Abstract EN:

The parabrachio-amygdaloid pathway, going from the parabrachial nucleus (PB) to the central nucleus of the amygdala (CeA), is implicated in the elaboration of physiological and emotional responses to noxious events. The PB also innervates the bed nucleus of the stria terminalis (BST) which, together with the CeA, constitute a broader morphofunctional macrostructure: the central extended amygdala (EAc). Our working hypothesis is that PB projections described separately toward the CeA, the BST and other EAc components might be part of a single PB-EAc pathway, aiming the entire EAc. Extracellular single-unit recordings were made in anesthetized rats revealing that a majority of CeA neurons respond to noxious stimulations, accurately encoding the intensity but not the localization of the stimulus. Orthodromic activity electrically evoked by PB stimulation suggests that at least part of the noxious information travels through the PB-CeA pathway. Anatomical characterization of this pathway using anterograde tract tracing techniques and axonal branching pattern reconstructions shows that PB neurones, generally peptidergic, send collaterals to more than one component of the EAc and innervate very few structures outside of it.
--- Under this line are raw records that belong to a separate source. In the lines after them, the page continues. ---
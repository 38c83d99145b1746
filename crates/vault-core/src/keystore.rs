//! Keystore record and persistence.
//!
//! One keystore exists per installation, persisted as JSON at
//! `keys/master.key`. It holds the derivation salt, an x25519 keypair
//! whose private half is encrypted under the password-derived master key,
//! and the rotation timestamps.
//!
//! The encrypted private key doubles as the password-verification oracle:
//! it decrypts successfully under the key derived from the stored salt and
//! the correct password, and fails authentication under any other password.

use std::path::{Path, PathBuf};

use base64::engine::general_purpose::STANDARD;
use base64::Engine;
use chrono::{DateTime, Duration, Utc};
use serde::{Deserialize, Serialize};
use x25519_dalek::{PublicKey, StaticSecret};
use zeroize::Zeroize;

use crate::crypto::cipher;
use crate::crypto::key::MasterKey;
use crate::error::{Result, VaultError};
use crate::fs::{set_owner_only_file, write_atomic_owner_only};

/// Salt length in bytes for password derivation.
pub const SALT_LENGTH: usize = 32;

/// Fixed rotation policy: keys are due for rotation 30 days after creation.
const ROTATION_PERIOD_DAYS: i64 = 30;

/// The persisted keystore record.
///
/// Binary fields are base64-encoded; timestamps serialize as ISO-8601.
#[derive(Debug, Clone, Serialize, Deserialize)]
pub struct KeyStore {
    /// Derivation salt (base64, 32 random bytes)
    pub salt: String,

    /// Cipher envelope of the x25519 private key under the master key (base64)
    pub encrypted_private_key: String,

    /// The corresponding x25519 public key, stored in clear (base64)
    pub public_key: String,

    /// When this keystore was created
    pub created_at: DateTime<Utc>,

    /// When key rotation becomes due (`created_at` + 30 days)
    pub key_rotation_due: DateTime<Utc>,
}

impl KeyStore {
    /// Build a fresh keystore: generate an x25519 keypair and encrypt the
    /// private half under `master_key`.
    ///
    /// The private key is a latent secondary key; the record encryption
    /// path never exercises it. Its job is password verification.
    pub fn generate(master_key: &MasterKey, salt: &[u8], now: DateTime<Utc>) -> Result<Self> {
        let mut seed = [0u8; 32];
        getrandom::getrandom(&mut seed)
            .map_err(|e| VaultError::Crypto(format!("Failed to generate keypair seed: {}", e)))?;
        let secret = StaticSecret::from(seed);
        seed.zeroize();
        let public = PublicKey::from(&secret);

        let mut secret_bytes = secret.to_bytes();
        let envelope = cipher::seal(master_key, &secret_bytes)?;
        secret_bytes.zeroize();

        Ok(Self {
            salt: STANDARD.encode(salt),
            encrypted_private_key: STANDARD.encode(envelope),
            public_key: STANDARD.encode(public.as_bytes()),
            created_at: now,
            key_rotation_due: now + Duration::days(ROTATION_PERIOD_DAYS),
        })
    }

    /// Decode the stored derivation salt.
    pub fn salt_bytes(&self) -> Result<Vec<u8>> {
        STANDARD
            .decode(&self.salt)
            .map_err(|e| VaultError::InvalidInput(format!("Keystore salt is not valid base64: {}", e)))
    }

    /// Check whether `master_key` is the key this keystore was provisioned
    /// with, by attempting to decrypt the stored private-key envelope.
    ///
    /// # Errors
    ///
    /// Returns `VaultError::Authentication` for a wrong key or a corrupted
    /// envelope alike.
    pub fn verify_password(&self, master_key: &MasterKey) -> Result<()> {
        let envelope = STANDARD
            .decode(&self.encrypted_private_key)
            .map_err(|_| VaultError::Authentication)?;
        let mut private_key = cipher::open(master_key, &envelope)?;
        private_key.zeroize();
        Ok(())
    }

    /// True when rotation is due at `now`.
    pub fn rotation_due(&self, now: DateTime<Utc>) -> bool {
        now > self.key_rotation_due
    }

    /// Whole days remaining until rotation is due (negative when overdue).
    pub fn days_until_rotation(&self, now: DateTime<Utc>) -> i64 {
        self.key_rotation_due.signed_duration_since(now).num_days()
    }

    /// Load the keystore from `path`.
    ///
    /// # Errors
    ///
    /// Returns `VaultError::KeystoreNotFound` when the file does not exist,
    /// `VaultError::Json` when it cannot be parsed.
    pub fn load(path: &Path) -> Result<Self> {
        let bytes = match std::fs::read(path) {
            Ok(bytes) => bytes,
            Err(err) if err.kind() == std::io::ErrorKind::NotFound => {
                return Err(VaultError::KeystoreNotFound)
            }
            Err(err) => return Err(err.into()),
        };
        Ok(serde_json::from_slice(&bytes)?)
    }

    /// Persist the keystore to `path` atomically with owner-only permissions.
    pub fn save(&self, path: &Path) -> Result<()> {
        let bytes = serde_json::to_vec_pretty(self)?;
        write_atomic_owner_only(path, &bytes)?;
        Ok(())
    }

    /// Copy the current keystore file byte-for-byte to a timestamped backup
    /// in `keys_dir`, with owner-only permissions.
    ///
    /// This is the rollback point taken immediately before rotation
    /// mutates anything: a failed rotation cannot strand the user without
    /// access to the pre-rotation keys.
    pub fn backup(path: &Path, keys_dir: &Path, now: DateTime<Utc>) -> Result<PathBuf> {
        if !path.exists() {
            return Err(VaultError::KeystoreNotFound);
        }

        let stamp = now.format("%Y%m%d_%H%M%S");
        let mut backup_path = keys_dir.join(format!("backup_{}.key", stamp));
        // Two rotations in the same second get distinct backups
        let mut counter = 1u32;
        while backup_path.exists() {
            backup_path = keys_dir.join(format!("backup_{}_{}.key", stamp, counter));
            counter += 1;
        }

        std::fs::copy(path, &backup_path)?;
        set_owner_only_file(&backup_path)?;
        Ok(backup_path)
    }
}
Local knockout of the brain-derived neurotrophic factor (BDNF) gene in the PB leads to a loss of about one third of the analgesic properties of morphine without altering neither basal thresholds of noxious responses nor anxiety levels of animals. Since the BDNF produced in the PB is then forwarded to the CeA and to the BST, the consequences of this local knockout might implicate the PB-EAc pathway. Our results as a whole lead us to extend the parabrachio-amygdaloid projection to a PB-EAc pathway which would associate autonomic and noxious information and modulate pain perception according to the emotional state. Among the numerous neuropeptides found along the PB-EAc pathway, BDNF probably plays an important role in mediating adaptative mecanisms to pain.